> _PROBLEM TO SOLVE_
Every line below should be repeated exactly as written.

= Beginning of Section =

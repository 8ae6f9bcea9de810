//! Translation of an [`AccessKind`] into the pipeline stage, access mask and image layout a pass needs.
//!
//! The table is specific to the kind of pass: a graphics pass samples in its shader stages (fragment by default),
//! a compute pass in the compute stage. Render targets on depth formats map to the fragment test stages.

use ash::vk;

use crate::graph::pass::PassKind;
use crate::graph::resource::{is_depth_format, AccessKind, ResourceType};

/// Pipeline stage flags used throughout the graph.
pub type PipelineStage = vk::PipelineStageFlags2;

const WRITE_ACCESS: vk::AccessFlags2 = vk::AccessFlags2::from_raw(
    vk::AccessFlags2::SHADER_WRITE.as_raw()
        | vk::AccessFlags2::SHADER_STORAGE_WRITE.as_raw()
        | vk::AccessFlags2::COLOR_ATTACHMENT_WRITE.as_raw()
        | vk::AccessFlags2::DEPTH_STENCIL_ATTACHMENT_WRITE.as_raw()
        | vk::AccessFlags2::TRANSFER_WRITE.as_raw()
        | vk::AccessFlags2::HOST_WRITE.as_raw()
        | vk::AccessFlags2::MEMORY_WRITE.as_raw(),
);

/// The `(stage, access, layout)` triple describing one access to a resource. For buffers the layout is always
/// [`vk::ImageLayout::UNDEFINED`].
#[derive(Debug, Copy, Clone, PartialEq, Eq, Hash)]
pub struct AccessState {
    /// Pipeline stages the access happens in
    pub stage: PipelineStage,
    /// Memory access mask
    pub access: vk::AccessFlags2,
    /// Required image layout
    pub layout: vk::ImageLayout,
}

impl Default for AccessState {
    fn default() -> Self {
        Self::UNDEFINED
    }
}

impl AccessState {
    /// State of a freshly created resource: nothing touched it yet, contents are undefined.
    pub const UNDEFINED: Self = Self::new(PipelineStage::NONE, vk::AccessFlags2::NONE, vk::ImageLayout::UNDEFINED);

    /// Create a new access state.
    pub const fn new(stage: PipelineStage, access: vk::AccessFlags2, layout: vk::ImageLayout) -> Self {
        Self {
            stage,
            access,
            layout,
        }
    }

    /// Whether this access writes memory.
    pub fn is_write(&self) -> bool {
        self.access.intersects(WRITE_ACCESS)
    }

    /// The writes of this access that must be made available. Reads never need to be made available, so they are
    /// dropped from the source scope of a barrier.
    pub fn src_access(&self) -> vk::AccessFlags2 {
        self.access & WRITE_ACCESS
    }

    /// Same stages and access, but no execution dependency: the source of a barrier that only transitions layout.
    pub fn without_dependency(&self) -> Self {
        Self::new(PipelineStage::NONE, vk::AccessFlags2::NONE, self.layout)
    }
}

/// Whether two consecutive accesses need a barrier between them.
///
/// A barrier is needed if either side writes, or if the two accesses need the resource in different layouts (such
/// as a storage read followed by a sampled read). Only reads in an identical layout can run unsynchronized.
/// Buffers have no layout, so only writes matter.
pub fn is_hazard(ty: ResourceType, prev: &AccessState, cur: &AccessState) -> bool {
    if prev.is_write() || cur.is_write() {
        return true;
    }
    match ty {
        ResourceType::Image => prev.layout != cur.layout,
        ResourceType::Buffer => false,
    }
}

fn render_target_state(format: vk::Format, load_op: vk::AttachmentLoadOp) -> AccessState {
    let load = load_op == vk::AttachmentLoadOp::LOAD;
    if is_depth_format(format) {
        let layout = if format == vk::Format::D16_UNORM
            || format == vk::Format::D32_SFLOAT
            || format == vk::Format::X8_D24_UNORM_PACK32
        {
            vk::ImageLayout::DEPTH_ATTACHMENT_OPTIMAL
        } else {
            vk::ImageLayout::DEPTH_STENCIL_ATTACHMENT_OPTIMAL
        };
        let mut access = vk::AccessFlags2::DEPTH_STENCIL_ATTACHMENT_WRITE;
        if load {
            access |= vk::AccessFlags2::DEPTH_STENCIL_ATTACHMENT_READ;
        }
        // Load and clear happen in EARLY_FRAGMENT_TESTS, stores in LATE_FRAGMENT_TESTS.
        AccessState::new(
            PipelineStage::EARLY_FRAGMENT_TESTS | PipelineStage::LATE_FRAGMENT_TESTS,
            access,
            layout,
        )
    } else {
        let mut access = vk::AccessFlags2::COLOR_ATTACHMENT_WRITE;
        if load {
            access |= vk::AccessFlags2::COLOR_ATTACHMENT_READ;
        }
        AccessState::new(PipelineStage::COLOR_ATTACHMENT_OUTPUT, access, vk::ImageLayout::COLOR_ATTACHMENT_OPTIMAL)
    }
}

impl PassKind {
    /// Translate an access of this pass into the state the resource must be in while the pass executes.
    ///
    /// `shader_stages` are the stages the pass reads and writes resources in. `format` is the image format, or
    /// `None` for buffers.
    ///
    /// Combinations that are rejected at pass construction (render targets on compute passes or buffers, sampled
    /// buffers) map to [`AccessState::UNDEFINED`].
    pub fn access_state(&self, shader_stages: PipelineStage, access: &AccessKind, format: Option<vk::Format>) -> AccessState {
        let image = format.is_some();
        match (access, image) {
            (AccessKind::Init, true) => AccessState::new(
                PipelineStage::ALL_TRANSFER,
                vk::AccessFlags2::TRANSFER_WRITE,
                vk::ImageLayout::TRANSFER_DST_OPTIMAL,
            ),
            (AccessKind::Init, false) => AccessState::new(
                PipelineStage::ALL_TRANSFER,
                vk::AccessFlags2::TRANSFER_WRITE,
                vk::ImageLayout::UNDEFINED,
            ),
            (AccessKind::Read, true) => {
                AccessState::new(shader_stages, vk::AccessFlags2::SHADER_STORAGE_READ, vk::ImageLayout::GENERAL)
            }
            (AccessKind::Read, false) => {
                AccessState::new(shader_stages, vk::AccessFlags2::SHADER_STORAGE_READ, vk::ImageLayout::UNDEFINED)
            }
            (AccessKind::Write, true) => AccessState::new(
                shader_stages,
                vk::AccessFlags2::SHADER_STORAGE_READ | vk::AccessFlags2::SHADER_STORAGE_WRITE,
                vk::ImageLayout::GENERAL,
            ),
            (AccessKind::Write, false) => AccessState::new(
                shader_stages,
                vk::AccessFlags2::SHADER_STORAGE_READ | vk::AccessFlags2::SHADER_STORAGE_WRITE,
                vk::ImageLayout::UNDEFINED,
            ),
            (
                AccessKind::Sample {
                    needs_mipmap,
                },
                true,
            ) => {
                if *needs_mipmap {
                    // The mip chain is blitted right before the pass, inside the same dependency scope.
                    AccessState::new(
                        shader_stages | PipelineStage::ALL_TRANSFER,
                        vk::AccessFlags2::SHADER_SAMPLED_READ
                            | vk::AccessFlags2::TRANSFER_READ
                            | vk::AccessFlags2::TRANSFER_WRITE,
                        vk::ImageLayout::SHADER_READ_ONLY_OPTIMAL,
                    )
                } else {
                    AccessState::new(
                        shader_stages,
                        vk::AccessFlags2::SHADER_SAMPLED_READ,
                        vk::ImageLayout::SHADER_READ_ONLY_OPTIMAL,
                    )
                }
            }
            (
                AccessKind::RenderTarget {
                    load_op,
                    ..
                },
                true,
            ) if *self == PassKind::Graphics => render_target_state(format.unwrap_or(vk::Format::UNDEFINED), *load_op),
            _ => AccessState::UNDEFINED,
        }
    }

    /// Default shader stages of this pass kind.
    pub fn default_shader_stages(&self) -> PipelineStage {
        match self {
            PassKind::Graphics => PipelineStage::FRAGMENT_SHADER,
            PassKind::Compute => PipelineStage::COMPUTE_SHADER,
        }
    }
}

/// State a resource is in while it is copied into the output surface.
pub const PRESENT_SOURCE: AccessState = AccessState::new(
    PipelineStage::ALL_TRANSFER,
    vk::AccessFlags2::TRANSFER_READ,
    vk::ImageLayout::TRANSFER_SRC_OPTIMAL,
);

= End of Section =

> _YOUR RESPONSE_
repository 8ae6f9bcea9de810
//! Translation of an [`AccessKind`] into the pipeline stage, access mask and image layout a pass needs.
//!
//! The table is specific to the kind of pass: a graphics pass samples in its shader stages (fragment by default),
//! a compute pass in the compute stage. Render targets on depth formats map to the fragment test stages.

use ash::vk;

use crate::graph::pass::PassKind;
use crate::graph::resource::{is_depth_format, AccessKind, ResourceType};

/// Pipeline stage flags used throughout the graph.
pub type PipelineStage = vk::PipelineStageFlags2;

const WRITE_ACCESS: vk::AccessFlags2 = vk::AccessFlags2::from_raw(
    vk::AccessFlags2::SHADER_WRITE.as_raw()
        | vk::AccessFlags2::SHADER_STORAGE_WRITE.as_raw()
        | vk::AccessFlags2::COLOR_ATTACHMENT_WRITE.as_raw()
        | vk::AccessFlags2::DEPTH_STENCIL_ATTACHMENT_WRITE.as_raw()
        | vk::AccessFlags2::TRANSFER_WRITE.as_raw()
        | vk::AccessFlags2::HOST_WRITE.as_raw()
        | vk::AccessFlags2::MEMORY_WRITE.as_raw(),
);

/// The `(stage, access, layout)` triple describing one access to a resource. For buffers the layout is always
/// [`vk::ImageLayout::UNDEFINED`].
#[derive(Debug, Copy, Clone, PartialEq, Eq, Hash)]
pub struct AccessState {
    /// Pipeline stages the access happens in
    pub stage: PipelineStage,
    /// Memory access mask
    pub access: vk::AccessFlags2,
    /// Required image layout
    pub layout: vk::ImageLayout,
}

impl Default for AccessState {
    fn default() -> Self {
        Self::UNDEFINED
    }
}

impl AccessState {
    /// State of a freshly created resource: nothing touched it yet, contents are undefined.
    pub const UNDEFINED: Self = Self::new(PipelineStage::NONE, vk::AccessFlags2::NONE, vk::ImageLayout::UNDEFINED);

    /// Create a new access state.
    pub const fn new(stage: PipelineStage, access: vk::AccessFlags2, layout: vk::ImageLayout) -> Self {
        Self {
            stage,
            access,
            layout,
        }
    }

    /// Whether this access writes memory.
    pub fn is_write(&self) -> bool {
        self.access.intersects(WRITE_ACCESS)
    }

    /// The writes of this access that must be made available. Reads never need to be made available, so they are
    /// dropped from the source scope of a barrier.
    pub fn src_access(&self) -> vk::AccessFlags2 {
        self.access & WRITE_ACCESS
    }

    /// Same stages and access, but no execution dependency: the source of a barrier that only transitions layout.
    pub fn without_dependency(&self) -> Self {
        Self::new(PipelineStage::NONE, vk::AccessFlags2::NONE, self.layout)
    }
}

/// Whether two consecutive accesses need a barrier between them.
///
/// A barrier is needed if either side writes, or if the two accesses need the resource in different layouts (such
/// as a storage read followed by a sampled read). Only reads in an identical layout can run unsynchronized.
/// Buffers have no layout, so only writes matter.
pub fn is_hazard(ty: ResourceType, prev: &AccessState, cur: &AccessState) -> bool {
    if prev.is_write() || cur.is_write() {
        return true;
    }
    match ty {
        ResourceType::Image => prev.layout != cur.layout,
        ResourceType::Buffer => false,
    }
}

fn render_target_state(format: vk::Format, load_op: vk::AttachmentLoadOp) -> AccessState {
    let load = load_op == vk::AttachmentLoadOp::LOAD;
    if is_depth_format(format) {
        let layout = if format == vk::Format::D16_UNORM
            || format == vk::Format::D32_SFLOAT
            || format == vk::Format::X8_D24_UNORM_PACK32
        {
            vk::ImageLayout::DEPTH_ATTACHMENT_OPTIMAL
        } else {
            vk::ImageLayout::DEPTH_STENCIL_ATTACHMENT_OPTIMAL
        };
        let mut access = vk::AccessFlags2::DEPTH_STENCIL_ATTACHMENT_WRITE;
        if load {
            access |= vk::AccessFlags2::DEPTH_STENCIL_ATTACHMENT_READ;
        }
        // Load and clear happen in EARLY_FRAGMENT_TESTS, stores in LATE_FRAGMENT_TESTS.
        AccessState::new(
            PipelineStage::EARLY_FRAGMENT_TESTS | PipelineStage::LATE_FRAGMENT_TESTS,
            access,
            layout,
        )
    } else {
        let mut access = vk::AccessFlags2::COLOR_ATTACHMENT_WRITE;
        if load {
            access |= vk::AccessFlags2::COLOR_ATTACHMENT_READ;
        }
        AccessState::new(PipelineStage::COLOR_ATTACHMENT_OUTPUT, access, vk::ImageLayout::COLOR_ATTACHMENT_OPTIMAL)
    }
}

impl PassKind {
    /// Translate an access of this pass into the state the resource must be in while the pass executes.
    ///
    /// `shader_stages` are the stages the pass reads and writes resources in. `format` is the image format, or
    /// `None` for buffers.
    ///
    /// Combinations that are rejected at pass construction (render targets on compute passes or buffers, sampled
    /// buffers) map to [`AccessState::UNDEFINED`].
    pub fn access_state(&self, shader_stages: PipelineStage, access: &AccessKind, format: Option<vk::Format>) -> AccessState {
        let image = format.is_some();
        match (access, image) {
            (AccessKind::Init, true) => AccessState::new(
                PipelineStage::ALL_TRANSFER,
                vk::AccessFlags2::TRANSFER_WRITE,
                vk::ImageLayout::TRANSFER_DST_OPTIMAL,
            ),
            (AccessKind::Init, false) => AccessState::new(
                PipelineStage::ALL_TRANSFER,
                vk::AccessFlags2::TRANSFER_WRITE,
                vk::ImageLayout::UNDEFINED,
            ),
            (AccessKind::Read, true) => {
                AccessState::new(shader_stages, vk::AccessFlags2::SHADER_STORAGE_READ, vk::ImageLayout::GENERAL)
            }
            (AccessKind::Read, false) => {
                AccessState::new(shader_stages, vk::AccessFlags2::SHADER_STORAGE_READ, vk::ImageLayout::UNDEFINED)
            }
            (AccessKind::Write, true) => AccessState::new(
                shader_stages,
                vk::AccessFlags2::SHADER_STORAGE_READ | vk::AccessFlags2::SHADER_STORAGE_WRITE,
                vk::ImageLayout::GENERAL,
            ),
            (AccessKind::Write, false) => AccessState::new(
                shader_stages,
                vk::AccessFlags2::SHADER_STORAGE_READ | vk::AccessFlags2::SHADER_STORAGE_WRITE,
                vk::ImageLayout::UNDEFINED,
            ),
            (
                AccessKind::Sample {
                    needs_mipmap,
                },
                true,
            ) => {
                if *needs_mipmap {
                    // The mip chain is blitted right before the pass, inside the same dependency scope.
                    AccessState::new(
                        shader_stages | PipelineStage::ALL_TRANSFER,
                        vk::AccessFlags2::SHADER_SAMPLED_READ
                            | vk::AccessFlags2::TRANSFER_READ
                            | vk::AccessFlags2::TRANSFER_WRITE,
                        vk::ImageLayout::SHADER_READ_ONLY_OPTIMAL,
                    )
                } else {
                    AccessState::new(
                        shader_stages,
                        vk::AccessFlags2::SHADER_SAMPLED_READ,
                        vk::ImageLayout::SHADER_READ_ONLY_OPTIMAL,
                    )
                }
            }
            (
                AccessKind::RenderTarget {
                    load_op,
                    ..
                },
                true,
            ) if *self == PassKind::Graphics => render_target_state(format.unwrap_or(vk::Format::UNDEFINED), *load_op),
            _ => AccessState::UNDEFINED,
        }
    }

    /// Default shader stages of this pass kind.
    pub fn default_shader_stages(&self) -> PipelineStage {
        match self {
            PassKind::Graphics => PipelineStage::FRAGMENT_SHADER,
            PassKind::Compute => PipelineStage::COMPUTE_SHADER,
        }
    }
}

/// State a resource is in while it is copied into the output surface.
pub const PRESENT_SOURCE: AccessState = AccessState::new(
    PipelineStage::ALL_TRANSFER,
    vk::AccessFlags2::TRANSFER_READ,
    vk::ImageLayout::TRANSFER_SRC_OPTIMAL,
);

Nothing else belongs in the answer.